Catharine Morisset’s article “If You Smoke Pot, you Can Still Get Fired” was featured in Avvo Naked Law on August 13, 2015.

Federal law says that pot is as dangerous as heroin, more addictive than cocaine, and has no accepted medical purpose. Yet 23 states and DC have legalized medical marijuana in some form. Alaska, Colorado, Oregon, Washington, and D.C. have also de-criminalized recreational marijuana use. For the average worker – and their employers – this federal-state law paradox can have huge impact in the workplace.

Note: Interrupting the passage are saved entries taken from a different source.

//! Agent-side counterpart to `uvn_11_registry::bundle`: unpacks a cell
//! bundle tar.xz archive (§6) into its decrypted [`AgentConfig`] and the
//! identity material it carries. This is the one place the agent uses
//! `uvn_02_keymaterial::ecies` directly rather than through a
//! `KeyMaterial` — an agent never holds one (§3 Ownership), only its own
//! issued cert/key.

use std::io::Read as _;

use uvn_02_keymaterial::EciesPackage;
use uvn_11_registry::bundle::AgentConfig;

use crate::errors::AgentError;

/// The identity tree carried alongside every bundle: this cell's own
/// certificate/key plus the two CA certificates needed to verify peers
/// and the signed governance document. Never a CA private key.
#[derive(Debug, Clone)]
pub struct AgentIdentity {
    pub cell_cert_pem: String,
    pub cell_key_pem: String,
    pub identity_ca_cert_pem: String,
    pub permissions_ca_cert_pem: String,
    pub governance_signed: Vec<u8>,
}

/// Decompresses and untars `bundle`, decrypts `agent.yaml.enc` with the
/// cell's own private key (found in the same archive), and parses the
/// result into an [`AgentConfig`].
#[tracing::instrument(skip_all)]
pub fn unpack_bundle(bundle: &[u8]) -> Result<(AgentConfig, AgentIdentity), AgentError> {
    let entries = untar_xz(bundle)?;

    let cell_cert_pem = entry_string(&entries, "identity/cell.cert.pem")?;
    let cell_key_pem = entry_string(&entries, "identity/cell.key.pem")?;
    let identity_ca_cert_pem = entry_string(&entries, "identity/identity-ca.cert.pem")?;
    let permissions_ca_cert_pem = entry_string(&entries, "identity/permissions-ca.cert.pem")?;
    let governance_signed = entry_bytes(&entries, "identity/governance.signed")?.to_vec();

    let encrypted_json = entry_bytes(&entries, "agent.yaml.enc")?;
    let package: EciesPackage =
        serde_json::from_slice(encrypted_json).map_err(|e| AgentError::ConfigParse(e.to_string()))?;
    let plaintext = uvn_02_keymaterial::ecies::decrypt(&cell_key_pem, &package)?;
    let config: AgentConfig =
        serde_yaml::from_slice(&plaintext).map_err(|e| AgentError::ConfigParse(e.to_string()))?;

    let identity = AgentIdentity {
        cell_cert_pem,
        cell_key_pem,
        identity_ca_cert_pem,
        permissions_ca_cert_pem,
        governance_signed,
    };
    tracing::info!(cell_id = %config.cell_id, registry_id = %config.registry_id, "bundle unpacked");
    Ok((config, identity))
}

fn untar_xz(bundle: &[u8]) -> Result<Vec<(String, Vec<u8>)>, AgentError> {
    let mut decoder = xz2::read::XzDecoder::new(bundle);
    let mut tar_bytes = Vec::new();
    decoder.read_to_end(&mut tar_bytes).map_err(|e| AgentError::Archive(e.to_string()))?;

    let mut archive = tar::Archive::new(tar_bytes.as_slice());
    let mut entries = Vec::new();
    for entry in archive.entries().map_err(|e| AgentError::Archive(e.to_string()))? {
        let mut entry = entry.map_err(|e| AgentError::Archive(e.to_string()))?;
        let name = entry.path().map_err(|e| AgentError::Archive(e.to_string()))?.to_string_lossy().into_owned();
        let mut content = Vec::new();
        entry.read_to_end(&mut content).map_err(|e| AgentError::Archive(e.to_string()))?;
        entries.push((name, content));
    }
    Ok(entries)
}

fn entry_bytes<'a>(entries: &'a [(String, Vec<u8>)], name: &str) -> Result<&'a [u8], AgentError> {
    entries
        .iter()
        .find(|(n, _)| n == name)
        .map(|(_, content)| content.as_slice())
        .ok_or_else(|| AgentError::Archive(format!("bundle is missing entry {name}")))
}

fn entry_string(entries: &[(String, Vec<u8>)], name: &str) -> Result<String, AgentError> {
    let bytes = entry_bytes(entries, name)?;
    String::from_utf8(bytes.to_vec()).map_err(|e| AgentError::Archive(e.to_string()))
}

Many employers, for instance, still choose to conduct workplace drug testing in various contexts (such as making it a condition of an employment offer), and “zero tolerance” policies remain valid. Despite numerous attempts to challenge that standard, pro-marijuana laws have had little impact on an employer’s ability to drug test or to terminate employees for marijuana use.

Some examples:

  • In Ross v. Ragingwire Telecommunications, Inc., California’s highest court found that the state’s medical marijuana law protects individuals only from criminal prosecution, ruling in favor of an employer who declined to hire an injured vet taking medical marijuana to treat chronic back pain after he failed his pre-employment drug test.
  • Oregon’s Supreme Court, in Emerald Steel Fabricators, Inc. v. Bureau of Labor and Industries similarly found for an employer who fired a heavy-machine operator who had used medical marijuana to treat muscle spasms during the two weeks before a drug test.
  • In 2011, in Roe v. Teletech, Washington State’s highest court upheld the termination of a medical marijuana user for a non-safety-sensitive position, even when she disclosed her valid prescription before being asked to take the pre-employment drug test. The court rationalized there was no clear public policy protecting employees from termination even for lawful home use because Washington’s law provided only a defense to criminal prosecution.